The fans have been unhappy with the team's record (44-43 going into Saturday night), which has spent more days below .500 than above it. Manager Bobby Valentine has not been happy with the team's injuries, and the bad bounces and borderline calls that he says steal games. The press, or media, or whatever you call the group that objectively or subjectively adds up the season in innumerable ways each day, has definitely not been happy with the Red Sox, in that it has constantly reiterated that this team is not playing up to expectations.
But of all the people not happy with how the season has gone so far, those outside the team cannot forget that the players are not happy, either. The Red Sox don't put on the uniform to put up Padre-like numbers, and any major league player wants to win. To say that the players are OK with how the season has gone so far would be a gross misjudgment.
But a major storyline of this season has not just been the team's poor play. Injuries have been there, but insults have come, too. The team may not like to be reminded of last September, and players may not want to know each day how poorly things are going, but it is reality. And, as hard as the Sox have tried to shake that reality with winning spurts here and stretches of good play there, the team has failed to mount a major breakthrough. This team has the gumption to turn its season around, but so far, it's been lacking that little extra that will move the group in a positive direction for the long run.
What the Red Sox need now is accountability — a giant push to answer the critics, take blame for whatever has happened so far and go hard in the same direction. With players coming off the disabled list and pitchers finding their form, the team will get a natural boost. But that boost needs to be combined with serious movement toward an acknowledgement and dismissal of past problems. That will allow the Red Sox to go on with a clean slate, letting their record prove once and for all that this team is about playing hard — and hopefully winning.

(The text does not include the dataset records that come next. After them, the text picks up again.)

use anchorpatch_core::{
    apply_patch, DiskFs, FileSystem, MatchConfig, Outcome, Overlay, PatchError, Report,
};
use std::fs;
use std::path::{Path, PathBuf};
use tempfile::{tempdir, TempDir};

fn fixture(name: &str) -> PathBuf {
    Path::new(env!("CARGO_MANIFEST_DIR"))
        .join("tests/fixtures")
        .join(name)
}

fn copy_tree(from: &Path, to: &Path) {
    for entry in fs::read_dir(from).unwrap() {
        let entry = entry.unwrap();
        let target = to.join(entry.file_name());
        if entry.file_type().unwrap().is_dir() {
            fs::create_dir_all(&target).unwrap();
            copy_tree(&entry.path(), &target);
        } else {
            fs::copy(entry.path(), &target).unwrap();
        }
    }
}

/// A scratch directory holding a copy of `fixtures/<name>`.
fn workspace(name: &str) -> TempDir {
    let dir = tempdir().unwrap();
    copy_tree(&fixture(name), dir.path());
    dir
}

fn read(dir: &Path, rel: &str) -> String {
    fs::read_to_string(dir.join(rel)).unwrap()
}

fn apply(dir: &Path, patch: &str) -> Report {
    apply_patch(patch, DiskFs::new(dir), &MatchConfig::default()).unwrap()
}

fn only_failure(report: &Report) -> &PatchError {
    let failures: Vec<_> = report.failures().collect();
    assert_eq!(failures.len(), 1, "expected exactly one failure");
    failures[0].1
}

const COMPLEX_PATCH: &str = r#"*** Begin Patch
*** Update File: complex.py
@@
 import os
 import sys
+import json
+import logging
 from typing import List, Dict
@@ def load_config(self) -> Dict:
         if not os.path.exists(self.config_path):
+            logging.error(f"Config file not found: {self.config_path}")
             raise FileNotFoundError(f"Config file not found: {self.config_path}")
@@
         with open(self.config_path, 'r') as f:
-            return eval(f.read())  # Simple eval for demo
+            # Use json.load instead of eval for security
+            return json.load(f)
@@ def get_stats(self) -> Dict:
             'config_path': self.config_path
         }
+
+    def reset_stats(self) -> None:
+        """Reset processing statistics."""
+        self.processed_count = 0
+        self.data.clear()
+        logging.info("Statistics reset")
+    
+    def validate_data(self, items: List[str]) -> bool:
+        """Validate input data before processing."""
+        return all(isinstance(item, str) for item in items)

 if __name__ == "__main__":
*** End Patch
"#;

#[test]
fn test_complex_update_reproduces_expected_file() {
    let dir = workspace("complex-update/template");
    let report = apply(dir.path(), COMPLEX_PATCH);

    assert!(report.all_applied(), "{:?}", report);
    assert_eq!(
        read(dir.path(), "complex.py"),
        read(&fixture("complex-update/expected"), "complex.py")
    );
}

#[test]
fn test_reapplying_a_patch_does_not_match() {
    let dir = workspace("complex-update/template");
    assert!(apply(dir.path(), COMPLEX_PATCH).all_applied());
    let once = read(dir.path(), "complex.py");

    let report = apply(dir.path(), COMPLEX_PATCH);
    assert!(matches!(
        only_failure(&report),
        PatchError::NoMatch { hunk: 1, .. }
    ));
    assert_eq!(read(dir.path(), "complex.py"), once);
}

#[test]
fn test_whitespace_drift_still_matches() {
    let dir = workspace("whitespace-fuzzy/template");
    let patch = "*** Begin Patch
*** Update File: whitespace.py
@@ def calculate_result(x, y):
     \"\"\"Calculate result with trailing whitespace and inconsistent indentation.\"\"\"

+    # Added validation
+    if not isinstance(x, (int, float)) or not isinstance(y, (int, float)):
+        raise ValueError(\"Both x and y must be numbers\")
+    
     if x > 0:
*** End Patch";

    let report = apply(dir.path(), patch);
    assert!(report.all_applied(), "{:?}", report);
    assert_eq!(
        read(dir.path(), "whitespace.py"),
        read(&fixture("whitespace-fuzzy/expected"), "whitespace.py")
    );
}

#[test]
fn test_tab_indented_line_matches_space_indented_hunk() {
    let dir = workspace("whitespace-fuzzy/template");
    let original = read(dir.path(), "whitespace.py");
    let patch = "*** Begin Patch
*** Update File: whitespace.py
@@ def process_data(items):
         else:
-            total += item
+            total += item * 3
*** End Patch";

    assert!(apply(dir.path(), patch).all_applied());
    assert_eq!(
        read(dir.path(), "whitespace.py"),
        original.replace("\t\t\ttotal += item\n", "            total += item * 3\n")
    );
}

#[test]
fn test_add_files_leaves_existing_untouched() {
    let dir = workspace("add-file/template");
    let existing = read(dir.path(), "existing.py");
    let patch = r#"*** Begin Patch
*** Add File: helpers.py
+"""
+Helper utilities for the application.
+"""
+
+def format_name(first_name, last_name):
+    """Format a full name from first and last names."""
+    return f"{first_name} {last_name}"
+
+def calculate_age(birth_year, current_year=2024):
+    """Calculate age based on birth year."""
+    return current_year - birth_year
+
+def validate_email(email):
+    """Simple email validation."""
+    return "@" in email and "." in email
\ No newline at end of file
*** Add File: src/models/user.py
+"""
+User model for the application.
+"""
+
+class User:
+    """Represents a user in the system."""
+    
+    def __init__(self, username, email, age=None):
+        self.username = username
+        self.email = email
+        self.age = age
+        self.is_active = True
+    
+    def deactivate(self):
+        """Deactivate the user account."""
+        self.is_active = False
+    
+    def activate(self):
+        """Activate the user account."""
+        self.is_active = True
+    
+    def __repr__(self):
+        return f"User(username='{self.username}', email='{self.email}', is_active={self.is_active})"
\ No newline at end of file
*** End Patch"#;

    let report = apply(dir.path(), patch);
    assert!(report.all_applied(), "{:?}", report);
    let expected = fixture("add-file/expected");
    assert_eq!(read(dir.path(), "helpers.py"), read(&expected, "helpers.py"));
    assert_eq!(
        read(dir.path(), "src/models/user.py"),
        read(&expected, "src/models/user.py")
    );
    assert_eq!(read(dir.path(), "existing.py"), existing);
}

#[test]
fn test_add_over_existing_file_fails() {
    let dir = workspace("add-file/template");
    let existing = read(dir.path(), "existing.py");
    let patch = "*** Begin Patch\n*** Add File: existing.py\n+print('replaced')\n*** End Patch";

    let report = apply(dir.path(), patch);
    assert!(matches!(only_failure(&report), PatchError::PathExists(_)));
    assert_eq!(read(dir.path(), "existing.py"), existing);
}

#[test]
fn test_delete_file() {
    let dir = workspace("delete-file/template");
    let keep = read(dir.path(), "keep_me.py");
    let patch = "*** Begin Patch\n*** Delete File: old_module.py\n*** End Patch";

    assert!(apply(dir.path(), patch).all_applied());
    assert!(!dir.path().join("old_module.py").exists());
    assert_eq!(read(dir.path(), "keep_me.py"), keep);
}

#[test]
fn test_delete_missing_file_fails_without_stopping_the_rest() {
    let dir = workspace("delete-file/template");
    let patch = "*** Begin Patch
*** Delete File: never_existed.py
*** Delete File: old_module.py
*** End Patch";

    let report = apply(dir.path(), patch);
    assert!(matches!(only_failure(&report), PatchError::PathNotFound(_)));
    assert!(matches!(report.operations[1].outcome, Outcome::Applied));
    assert!(!dir.path().join("old_module.py").exists());
}

#[test]
fn test_move_file() {
    let dir = workspace("move-file/template");
    let patch = "*** Begin Patch
*** Update File: src/old_location.py
*** Move to: src/new_location.py
*** End Patch";

    assert!(apply(dir.path(), patch).all_applied());
    assert!(!dir.path().join("src/old_location.py").exists());
    assert_eq!(
        read(dir.path(), "src/new_location.py"),
        read(&fixture("move-file/expected/src"), "new_location.py")
    );
}

#[test]
fn test_move_then_update_edits_the_new_path() {
    let dir = workspace("move-file/template");
    let patch = "*** Begin Patch
*** Update File: src/old_location.py
*** Move to: lib/processor.py
@@ def get_status(self):
         \"\"\"Get current processor status.\"\"\"
-        return self.status
+        return self.status.upper()
*** End Patch";

    let report = apply(dir.path(), patch);
    assert!(report.all_applied(), "{:?}", report);
    let moved = read(dir.path(), "lib/processor.py");
    assert!(moved.ends_with("        return self.status.upper()"));
    assert!(!dir.path().join("src/old_location.py").exists());
}

#[test]
fn test_move_with_unmatched_hunk_leaves_source_in_place() {
    let dir = workspace("move-file/template");
    let original = read(dir.path(), "src/old_location.py");
    let patch = "*** Begin Patch
*** Update File: src/old_location.py
*** Move to: lib/processor.py
@@
-this line is not in the file
+replacement
*** End Patch";

    let report = apply(dir.path(), patch);
    assert_eq!(report.operations.len(), 1);
    assert!(matches!(
        only_failure(&report),
        PatchError::NoMatch { hunk: 1, .. }
    ));
    assert_eq!(read(dir.path(), "src/old_location.py"), original);
    assert!(!dir.path().join("lib/processor.py").exists());
}

#[test]
fn test_move_onto_existing_file_fails() {
    let dir = workspace("move-file/template");
    fs::write(dir.path().join("src/taken.py"), "x = 1\n").unwrap();
    let patch = "*** Begin Patch
*** Update File: src/old_location.py
*** Move to: src/taken.py
*** End Patch";

    let report = apply(dir.path(), patch);
    assert!(matches!(only_failure(&report), PatchError::PathExists(_)));
    assert!(dir.path().join("src/old_location.py").exists());
    assert_eq!(read(dir.path(), "src/taken.py"), "x = 1\n");
}

const START_BODY: &str = "         if self.fuel_level > 0:
             self.is_running = True
-            return True
+            return self.fuel_level > 10
         return False";

fn vehicles_with_line_replaced(index: usize, new_line: &str) -> String {
    let original = read(&fixture("vehicles"), "vehicles.py");
    let mut lines: Vec<&str> = original.split('\n').collect();
    lines[index] = new_line;
    lines.join("\n")
}

#[test]
fn test_repeated_method_body_is_ambiguous() {
    let dir = workspace("vehicles");
    let original = read(dir.path(), "vehicles.py");
    let patch = format!("*** Begin Patch\n*** Update File: vehicles.py\n@@\n{START_BODY}\n*** End Patch");

    let report = apply(dir.path(), &patch);
    match only_failure(&report) {
        PatchError::AmbiguousMatch { hunk, candidates } => {
            assert_eq!(*hunk, 1);
            assert_eq!(candidates, &vec![26, 84, 144]);
        }
        other => panic!("expected AmbiguousMatch, got {other:?}"),
    }
    assert_eq!(read(dir.path(), "vehicles.py"), original);
}

#[test]
fn test_class_scope_selects_the_right_method() {
    let dir = workspace("vehicles");
    let patch = format!(
        "*** Begin Patch\n*** Update File: vehicles.py\n@@ class Car:\n{START_BODY}\n*** End Patch"
    );

    let report = apply(dir.path(), &patch);
    assert!(report.all_applied(), "{:?}", report);
    assert_eq!(
        read(dir.path(), "vehicles.py"),
        vehicles_with_line_replaced(25, "            return self.fuel_level > 10")
    );
}

#[test]
fn test_unique_line_outside_its_scope_does_not_match() {
    let dir = workspace("vehicles");
    let original = read(dir.path(), "vehicles.py");
    let patch = "*** Begin Patch\n*** Update File: vehicles.py\n@@ class Truck:\n-        \"\"\"Get current car status.\"\"\"\n+        \"\"\"Get current truck status.\"\"\"\n*** End Patch";

    let report = apply(dir.path(), patch);
    assert!(matches!(
        only_failure(&report),
        PatchError::NoMatch { hunk: 1, .. }
    ));
    assert_eq!(read(dir.path(), "vehicles.py"), original);
}

#[test]
fn test_nested_scopes_select_the_right_method() {
    let dir = workspace("vehicles");
    let patch = format!(
        "*** Begin Patch\n*** Update File: vehicles.py\n@@ class Truck:\n@@ def start(self) -> bool:\n{START_BODY}\n*** End Patch"
    );

    assert!(apply(dir.path(), &patch).all_applied());
    assert_eq!(
        read(dir.path(), "vehicles.py"),
        vehicles_with_line_replaced(143, "            return self.fuel_level > 10")
    );
}

#[test]
fn test_unique_neighbouring_line_selects_the_right_method() {
    let dir = workspace("vehicles");
    let patch = "*** Begin Patch
*** Update File: vehicles.py
@@
         \"\"\"Start the motorcycle engine.\"\"\"
         if self.fuel_level > 0:
             self.is_running = True
-            return True
+            return self.fuel_level > 10
*** End Patch";

    assert!(apply(dir.path(), patch).all_applied());
    assert_eq!(
        read(dir.path(), "vehicles.py"),
        vehicles_with_line_replaced(83, "            return self.fuel_level > 10")
    );
}

#[test]
fn test_dry_run_leaves_tree_untouched() {
    let dir = workspace("complex-update/template");
    let before = read(dir.path(), "complex.py");
    let mut overlay = Overlay::new(DiskFs::new(dir.path()));

    let report = apply_patch(COMPLEX_PATCH, &mut overlay, &MatchConfig::default()).unwrap();
    assert!(report.all_applied());
    assert_eq!(read(dir.path(), "complex.py"), before);

    let staged = overlay
        .read_file(Path::new("complex.py"))
        .unwrap()
        .unwrap();
    assert_eq!(staged, read(&fixture("complex-update/expected"), "complex.py"));
    assert_eq!(overlay.changes().len(), 1);
}

#[test]
fn test_malformed_patch_touches_nothing() {
    let dir = workspace("delete-file/template");
    let patch = "*** Begin Patch\n*** Delete File: old_module.py\n";

    let err = apply_patch(patch, DiskFs::new(dir.path()), &MatchConfig::default()).unwrap_err();
    assert!(matches!(err, PatchError::MalformedPatch { .. }));
    assert!(dir.path().join("old_module.py").exists());
}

The Red Sox could use change in a few basic areas.
First, every time the team falters, rumors spread of distrust in the clubhouse. Valentine's first year has had its hurdles, but perhaps the worst part of the poor play so far is that the team hasn't had a chance to let loose and really get along with its new manager. Parts of the club felt the team needed major change after last fall, while others didn't see a mandate when Valentine came in. Whichever side is true, though, there's no doubt that the Red Sox would be much better off if unified in some way around Valentine.
Player-to-player relationships have also been said to take a hit, no matter how many times the players deny the speculation and speak up for each other. They may be right, and the team may be in order, but something must be happening for there to be rumors at all.
And finally, for as lousy as the season has been, and as much as the players have acknowledged it, the Red Sox are still missing a large measure of remorse. For the times that players have taken the blame after games and said they didn't get it done, they've also been slow to accept correction at other points. Valentine and some players often defend horrid stretches of play, saying the effort was still there. But true champions aren't going to excuse any moments that are less than excellent. Every "we gave it our best" needs to be accompanied with an "it wasn't enough." No hints of mediocrity should crop up on a team built for greatness, no matter how the season turns out.
The players have every right to be defensive, as they've had to take an earful all season about matters that are often out of their control. But that doesn't mean they can't be aggressive with what they can control — getting behind their manager, getting behind their teammates and getting behind a no-excuses policy when it comes to superior playing. And while much of the team has done parts of this so far, the Red Sox won't be able to latch onto real success until all of the players start being proactive in all of these areas. A few new bats in the lineup and a couple more wins could mask the problems the team has to hear about every day now, but long-term success depends on the team making sure its house is in order as soon as possible.
One of the most difficult parts of the season is the divide that has formed between those who continue to be optimistic about the Red Sox and those who say they're just calling it how they see it. The supporters have grown increasingly tired of the critics, saying they need to just leave the team alone until it can get its feet back underneath. The critics, on the other hand, say the team needs to be spurred to play better and work harder, or it will have no chance to get its feet back.
What the team needs is a fresh start, a time where it can stop looking at what's been heaped on it so far and just plan for a strong half of baseball. Whatever problems there were as the season began can be shelved. Any learning curves with Valentine should be dismissed. Hangovers from tough outings can be relegated to another time. The Sox have a brand-new half of baseball waiting for them, with an even record coming out of the break. They can still make a dent in the league and its standings, but better yet, they can set a new standard for what Boston baseball should be, both now and in the future.
The questions of how the clubhouse feels or what has been said are distracting and often unfortunate, but they don't have to be the theme going forward. Those on the outside — the fans, the media and even the manager — can't change that. In a sense, winning can't change it, either, because that will just have people wondering whether it will all regress. But the players can do serious work in not only dismissing the rumors but also in proving them wrong. They are the ones who control their coverage, because they are the ones working with each other, and the ones who can win.
Dustin Pedroia seemed to be getting the team off to a good start when he spoke words of affirmation for Valentine the other day. Of all the players, he's had one of the toughest adjustments, as the manager he knew for his entire playing career was replaced by a guy he didn't quite have figured out. And now, despite a rocky beginning, Pedroia doesn't appear to be holding any grudges. He's looking forward.
The Red Sox should take his cue. A little self-realization and wiping the slate clean could mean a drastically different second half.